Former employee sent to prison for deleting evidence in a claim concerning breach of confidentiality provisions


OCS Group -v- Dadi, a recent decision of the High Court, is a useful reminder that the penalty for acting in contempt of court can be imprisonment.
Mr Dadi was employed by OCS. Shortly before his employment was due to transfer under TUPE, OCS brought a claim against Mr Dadi, the transferee, and a number of employees, alleging that Mr Dadi had emailed confidential information to his personal email account. OCS obtained an interim injunction without notice. Amongst other things, Mr Dadi was required to preserve electronic documents pending the return date, and was prohibited from disclosing the existence of the order to anyone else. This was explained to him by OCS’ in-house solicitor, who served the notice on him and read out the relevant sections and the penal notice.

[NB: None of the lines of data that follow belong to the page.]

use sea_orm_migration::prelude::*;

#[async_std::main]
async fn main() {
    cli::run_cli(migration::Migrator).await;
}
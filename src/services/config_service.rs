use std::sync::Arc;

use sea_orm::{ prelude::Decimal, DatabaseConnection };

use crate::auth::AdminIds;
use crate::db::{ RewardConfigRepository, RewardSettings };
use crate::error::{ AppError, Result };

/// Config Store: the singleton reward configuration.
pub struct ConfigService {
    db: DatabaseConnection,
    admins: Arc<AdminIds>,
}

impl ConfigService {
    pub fn new(db: DatabaseConnection, admins: Arc<AdminIds>) -> Self {
        Self { db, admins }
    }

    /// Stored settings, or the defaults when the row is absent.
    pub async fn get(&self) -> Result<RewardSettings> {
        let stored = RewardConfigRepository::new(&self.db).find().await?;
        Ok(stored.unwrap_or_else(RewardSettings::defaults))
    }

    /// Create the row with defaults if it does not exist yet.
    pub async fn seed_defaults(&self) -> Result<()> {
        if RewardConfigRepository::new(&self.db).insert_if_absent(RewardSettings::defaults()).await? {
            tracing::info!("Seeded reward config with defaults");
        }
        Ok(())
    }

    pub async fn update(&self, admin_id: &str, settings: RewardSettings) -> Result<()> {
        self.admins.ensure_admin(admin_id)?;
        validate(&settings)?;

        RewardConfigRepository::new(&self.db).upsert(settings).await?;

        tracing::info!("Reward config updated by {}: {:?}", admin_id, settings);
        Ok(())
    }
}

fn validate(settings: &RewardSettings) -> Result<()> {
    let fields = [
        ("adReward", settings.ad_reward),
        ("dailyLoginReward", settings.daily_login_reward),
        ("referralBonus", settings.referral_bonus),
        ("newUserBonus", settings.new_user_bonus),
        ("minWithdraw", settings.min_withdraw),
    ];

    for (name, value) in fields {
        if value < Decimal::ZERO {
            return Err(AppError::InvalidInput(format!("{} must not be negative", name)));
        }
    }

    Ok(())
}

Notwithstanding this, Mr Dadi proceeded to call one of the other defendants to tell him about the injunction, and the next day he deleted over 8000 emails. He subsequently took legal advice and owned up to what he had done. He cooperated fully with a forensic investigation of his computer and made submissions to the court on various mitigating circumstances, e.g. his caring responsibilities. The court however held that a sentence of 6 weeks’ imprisonment was the appropriate sanction – partly because his conduct in breaching the order had been deliberate, and also partly to act as a deterrent to others.
This case is a useful reminder of the extent of the court’s powers where an individual acts in contempt of court.